The Digital Green Certificate will be valid in all EU Member States and open for Iceland, Liechtenstein, Norway as well as Switzerland. The Digital Green Certificate should be issued to EU citizens and their family members, regardless of their nationality. It should also be issued to non-EU nationals who reside in the EU and to visitors who have the right to travel to other Member States.

The Digital Green Certificate system is a temporary measure. It will be suspended once the World Health Organisation (WHO) declares the end of the COVID-19 international health emergency.

Next Steps

To be ready before the summer, this proposal needs a swift adoption by the European Parliament and the Council.

In parallel, Member States must implement the trust framework and technical standards, agreed in the eHealth network, to ensure timely implementation of the Digital Green Certificate, their interoperability and full compliance with personal data protection. The aim is to have the technical work and the proposal completed in the coming months.

Background

To comply with the measures to limit the spread of the coronavirus, travellers in the EU have been asked to provide various documents, such as medical certificates, test results, or declarations. The absence of standardised formats has resulted in travellers experiencing problems when moving within the EU. There have also been reports of fraudulent or forged documents.

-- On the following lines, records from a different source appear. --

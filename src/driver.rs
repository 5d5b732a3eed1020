//! Async driver that owns the turn engine and runs its timers.
//!
//! The driver is the engine's single writer. Frontends send [`Command`]s and
//! read snapshots from a `watch` channel. At most one timer is pending at a
//! time; when it expires its ticket goes back to the engine, which drops it
//! if a reset has happened since.

use crate::audio::SoundSink;
use little_learners_board::{Dice, GameState, Player, Ticket, Transition, TurnEngine};
use std::sync::Arc;
use tokio::sync::{mpsc, watch};
use tokio::task::JoinHandle;
use tokio::time::{Instant, sleep_until};
use tracing::{debug, info, instrument, warn};

/// Requests a frontend can make.
#[derive(Debug, Clone, PartialEq, Eq)]
pub enum Command {
    /// Supply the roster and start playing.
    Start(Vec<Player>),
    /// Roll the die for the current player.
    Roll,
    /// The open task was approved.
    CompleteTask,
    /// Abandon the game and return to setup.
    Reset,
}

/// Frontend side of a running driver.
#[derive(Debug, Clone)]
pub struct DriverHandle {
    commands: mpsc::UnboundedSender<Command>,
    state: watch::Receiver<GameState>,
}

impl DriverHandle {
    /// Sends a command. Returns false if the driver has stopped.
    #[instrument(skip(self))]
    pub fn send(&self, command: Command) -> bool {
        self.commands.send(command).is_ok()
    }

    /// Starts a game with `roster`.
    pub fn start(&self, roster: Vec<Player>) -> bool {
        self.send(Command::Start(roster))
    }

    /// Requests a roll.
    pub fn roll(&self) -> bool {
        self.send(Command::Roll)
    }

    /// Approves the open task.
    pub fn complete_task(&self) -> bool {
        self.send(Command::CompleteTask)
    }

    /// Resets the game.
    pub fn reset(&self) -> bool {
        self.send(Command::Reset)
    }

    /// Latest committed state.
    pub fn snapshot(&self) -> GameState {
        self.state.borrow().clone()
    }

    /// A receiver that wakes on every committed state.
    pub fn subscribe(&self) -> watch::Receiver<GameState> {
        self.state.clone()
    }
}

/// Owns the engine; see the module docs.
pub struct GameDriver<D: Dice> {
    engine: TurnEngine<D>,
    commands: mpsc::UnboundedReceiver<Command>,
    state_tx: watch::Sender<GameState>,
    sink: Arc<dyn SoundSink>,
    timer: Option<(Instant, Ticket)>,
}

impl<D: Dice + 'static> GameDriver<D> {
    /// Creates a driver and its handle without starting it.
    pub fn new(engine: TurnEngine<D>, sink: Arc<dyn SoundSink>) -> (Self, DriverHandle) {
        let (commands_tx, commands) = mpsc::unbounded_channel();
        let (state_tx, state) = watch::channel(engine.state().clone());
        let driver = Self {
            engine,
            commands,
            state_tx,
            sink,
            timer: None,
        };
        let handle = DriverHandle {
            commands: commands_tx,
            state,
        };
        (driver, handle)
    }

    /// Spawns the driver on the current runtime.
    pub fn spawn(engine: TurnEngine<D>, sink: Arc<dyn SoundSink>) -> (DriverHandle, JoinHandle<()>) {
        let (driver, handle) = Self::new(engine, sink);
        let task = tokio::spawn(driver.run());
        (handle, task)
    }

    /// Runs until every handle is dropped.
    #[instrument(skip(self))]
    pub async fn run(mut self) {
        info!("Game driver running");
        loop {
            let deadline = self.timer.map(|(at, _)| at);
            tokio::select! {
                command = self.commands.recv() => match command {
                    Some(command) => self.handle(command),
                    None => break,
                },
                _ = sleep_or_never(deadline) => {
                    if let Some((_, ticket)) = self.timer.take() {
                        let transition = self.engine.fire(ticket);
                        self.apply(transition);
                    }
                }
            }
        }
        info!("Game driver stopped");
    }

    fn handle(&mut self, command: Command) {
        debug!(?command, "Command received");
        let transition = match command {
            Command::Start(roster) => match self.engine.start(roster) {
                Ok(transition) => transition,
                Err(e) => {
                    warn!(error = %e, "Roster rejected");
                    return;
                }
            },
            Command::Roll => self.engine.roll(),
            Command::CompleteTask => self.engine.complete_task(),
            Command::Reset => {
                self.timer = None;
                self.engine.reset()
            }
        };
        self.apply(transition);
    }

    fn apply(&mut self, transition: Transition) {
        if let Some(reason) = transition.ignored {
            debug!(%reason, "Request ignored");
            return;
        }
        for effect in &transition.effects {
            self.sink.dispatch(effect);
        }
        if let Some(continuation) = transition.scheduled {
            debug!(step = ?continuation.step, delay_ms = continuation.delay.as_millis() as u64, "Timer armed");
            self.timer = Some((Instant::now() + continuation.delay, continuation.ticket));
        }
        self.state_tx.send_replace(self.engine.state().clone());
    }
}

async fn sleep_or_never(deadline: Option<Instant>) {
    match deadline {
        Some(at) => sleep_until(at).await,
        None => std::future::pending().await,
    }
}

In their statement adopted following the informal video conferences on 25 and 26 February 2021, the members of the European Council called for work to continue on a common approach to vaccination certificates. The Commission has been working with the Member States in the eHealth Network, a voluntary network connecting national authorities responsible for eHealth, on preparing the interoperability of vaccination certificates. Guidelines were adopted on 27 January and updated on 12 March, and the trust framework outline was agreed on 12 March 2021.

On Wednesday the Commission adopted a legislative proposal establishing a common framework for a Digital Green Certificate. The Commission also adopted a complementary proposal to ensure that the Digital Green Certificate is also issued to non-EU nationals who reside in Member States or Schengen Associated States and to visitors who have the right to travel to other Member States. Separate proposals to cover citizens and non-EU citizens are necessary for legal reasons; there is no difference in treatment of citizens and eligible non-EU citizens for the purpose of the certificates.

The latest information on coronavirus measures as well as travel restrictions provided to us by Member States are available on the Re-open EU platform.